Dendreon continues to make more money every quarter. They too are making hundreds of millions from a cancer vaccine, a technology that is so disruptive that it challenges the chemo and radiation industries. It appears to be more effective, cheaper, has far fewer side effects, and can possibly treat many more cancers. “Yay!” So, the stock, DNDN, should be trading high and at a premium, but it is not. It is barely trading above where it was before the FDA approved the treatment. “Huh?” The barrage of negative press is astonishing. Instead of celebrating a victory on the War on Cancer, the data are challenged. An earnings miss dropped the stock 80%. As I described it to my friend, some speculate that the negative press exists because solitary upstart Dendreon is challenging a crowd of multi-billion dollar corporations. My friend’s was response was, “Duh. Of course they’ll use every tool, ethical or not, against Dendreon. You should’ve seen that coming.” DNDN has become a story stock. In the meantime, I’m selling depressed stock to pay bills as the company grows.

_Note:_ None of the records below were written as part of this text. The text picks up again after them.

//! Calendar event endpoints for the signed-in user.

use std::sync::Arc;

use super::ItemId;
use crate::graph::{ApiResponse, GraphRequest, GraphTransport, RequestBody, TransportError, Verb};

/// Handle for calendar operations.
pub struct EventsService {
    transport: Arc<dyn GraphTransport>,
}

impl EventsService {
    pub(super) fn new(transport: Arc<dyn GraphTransport>) -> Self {
        Self { transport }
    }

    /// `GET me/events`
    pub async fn list_events(&self) -> Result<ApiResponse, TransportError> {
        self.transport
            .send(GraphRequest::new(Verb::Get, "me/events"))
            .await
    }

    /// `POST me/events`
    pub async fn create_event(&self, body: RequestBody) -> Result<ApiResponse, TransportError> {
        self.transport
            .send(GraphRequest::new(Verb::Post, "me/events").body(body))
            .await
    }

    /// `PATCH me/events/{id}`
    pub async fn update_event(
        &self,
        id: &ItemId,
        body: RequestBody,
    ) -> Result<ApiResponse, TransportError> {
        self.transport
            .send(GraphRequest::new(Verb::Patch, format!("me/events/{id}")).body(body))
            .await
    }

    /// `DELETE me/events/{id}`
    pub async fn delete_event(&self, id: &ItemId) -> Result<ApiResponse, TransportError> {
        self.transport
            .send(GraphRequest::new(Verb::Delete, format!("me/events/{id}")))
            .await
    }
}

MicroVision’s story is a long series of anticipated “Yay!” followed by”Huh?” followed by “Duh.” and repeated. The story looks good (the prototypes are awesome), and better news is about to be announced (memoranda of understanding are released with major companies), which fall through for some reason (poor assembly techniques, exclusive contracts are made and then reneged, technologies are lacking and are found to be too expensive). In retrospect, the various products and projects begin with enthusiasm, stumble into some unexpected pothole, and a chorus of “Duh.” arises. In retrospect I should’ve paid more attention during that tour of the Nomad assembly line. I should’ve asked more about the cables tethering the mobile devices during the demos. The company announces earnings on Monday. Maybe they’ll finally have some news that’s good enough to move the stock. Forget being down 80%. MVIS has dropped much more than that over the years. Despite that, demand may be high. I’ve seen plenty of evidence that there are crowds of possible investors waiting for that right bit of news.

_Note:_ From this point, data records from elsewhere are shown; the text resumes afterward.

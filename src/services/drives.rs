//! OneDrive endpoints.
//!
//! Paths keep the original service shapes, including the trailing slash on
//! item delete/rename.

use std::sync::Arc;

use super::ItemId;
use crate::graph::{ApiResponse, GraphRequest, GraphTransport, RequestBody, TransportError, Verb};

/// Handle for drive and drive-item operations.
pub struct DrivesService {
    transport: Arc<dyn GraphTransport>,
}

impl DrivesService {
    pub(super) fn new(transport: Arc<dyn GraphTransport>) -> Self {
        Self { transport }
    }

    /// `GET me/drive`
    pub async fn get_drive(&self) -> Result<ApiResponse, TransportError> {
        self.transport
            .send(GraphRequest::new(Verb::Get, "me/drive"))
            .await
    }

    /// `GET myOrganization/drives`
    pub async fn list_organization_drives(&self) -> Result<ApiResponse, TransportError> {
        self.transport
            .send(GraphRequest::new(Verb::Get, "myOrganization/drives"))
            .await
    }

    /// `GET me/drive/root/children`
    pub async fn list_root_children(&self) -> Result<ApiResponse, TransportError> {
        self.transport
            .send(GraphRequest::new(Verb::Get, "me/drive/root/children"))
            .await
    }

    /// `PUT me/drive/root/children/{name}/content`
    pub async fn upload_file(
        &self,
        name: &str,
        body: RequestBody,
    ) -> Result<ApiResponse, TransportError> {
        self.transport
            .send(
                GraphRequest::new(Verb::Put, format!("me/drive/root/children/{name}/content"))
                    .body(body),
            )
            .await
    }

    /// `GET me/drive/items/{id}/content`
    pub async fn download_file(&self, id: &ItemId) -> Result<ApiResponse, TransportError> {
        self.transport
            .send(GraphRequest::new(
                Verb::Get,
                format!("me/drive/items/{id}/content"),
            ))
            .await
    }

    /// `PUT me/drive/items/{id}/content`
    pub async fn update_file(
        &self,
        id: &ItemId,
        body: RequestBody,
    ) -> Result<ApiResponse, TransportError> {
        self.transport
            .send(GraphRequest::new(Verb::Put, format!("me/drive/items/{id}/content")).body(body))
            .await
    }

    /// `DELETE me/drive/items/{id}/`
    pub async fn delete_file(&self, id: &ItemId) -> Result<ApiResponse, TransportError> {
        self.transport
            .send(GraphRequest::new(
                Verb::Delete,
                format!("me/drive/items/{id}/"),
            ))
            .await
    }

    /// `PATCH me/drive/items/{id}/`
    pub async fn rename_file(
        &self,
        id: &ItemId,
        body: RequestBody,
    ) -> Result<ApiResponse, TransportError> {
        self.transport
            .send(GraphRequest::new(Verb::Patch, format!("me/drive/items/{id}/")).body(body))
            .await
    }

    /// `POST me/drive/root/children`
    pub async fn create_folder(&self, body: RequestBody) -> Result<ApiResponse, TransportError> {
        self.transport
            .send(GraphRequest::new(Verb::Post, "me/drive/root/children").body(body))
            .await
    }
}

It is easy to get demoralized when surrounded by a chorus of “Duh“s. Sometimes the chorus is right. Was the chorus from any Greek tragedy ever written to be wrong? In the real world though, anything can happen. We are each presented with choices. We choose. We take our chances, and then we have to live with them. We hope for “Yay“s and shouldn’t be surprised by a few “Huh“s. The “Duh“s are frequent. “I told you so” is a common theme, especially during troubled times.

The stories of AMSC, Dendreon, and MicroVision directly affect my life. My investing life is very public, and a choice I made when I decided to write my book, Dream. Invest. Live. I lay out the stories here because much of what is written about investing is abstract and theoretical. Specifics are always about the past. The future is described in ambiguous generalities. My portfolio has become a real world example. The stories of those three companies are only part of my story. I’ve maintained a diversified portfolio, as conventional wisdom recommends. And yet it has hit a poorly timed decline. Diversification is an acknowledgement that it is impossible to always pick winners, “Duh!“, and investing is an expectation that at least some choices will be winners, “Yay!“. It is easy to get agreement that the odds of everything succeeding is very small “Duh.“, but so are the odds of everything failing – though there are days when it feels like I may be in the midst of that.

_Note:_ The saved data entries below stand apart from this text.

//! Result-to-display mapping for the demo surface.

/// Display class of an HTTP status code, used to pick the status color.
#[derive(Debug, Clone, Copy, PartialEq, Eq)]
pub enum StatusClass {
    /// Informational and success responses (100-299).
    Ok,
    /// Redirects (300-399).
    Redirect,
    /// Client and server errors (400-599).
    Error,
    /// Anything outside the known ranges.
    Neutral,
}

impl StatusClass {
    pub fn from_status(status: u16) -> Self {
        match status {
            100..=299 => StatusClass::Ok,
            300..=399 => StatusClass::Redirect,
            400..=599 => StatusClass::Error,
            _ => StatusClass::Neutral,
        }
    }
}

/// Formats raw headers one per line, in delivery order.
pub fn format_headers(headers: &[(String, String)]) -> String {
    headers
        .iter()
        .map(|(name, value)| format!("{name} : {value}"))
        .collect::<Vec<_>>()
        .join("\n")
}

/// Pretty-prints a JSON body, or returns the raw text unchanged when the
/// body is not valid JSON.
pub fn format_body(body: &str) -> String {
    match serde_json::from_str::<serde_json::Value>(body) {
        Ok(value) => serde_json::to_string_pretty(&value).unwrap_or_else(|_| body.to_string()),
        Err(_) => body.to_string(),
    }
}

Earlier this month I consulted with myself. My list of projects is long. Each may be able to provide me with a sustainable and thriving lifestyle, but it is impossible to predict which will be successes. The odds that everything will fail is very small. The odds that everything will succeed is very small. What is most likely is that something good will happen. There will be “Huh“s and “Duh“s, but with this much going for me, there will also be enough “Yay“s to make it worth all of that effort.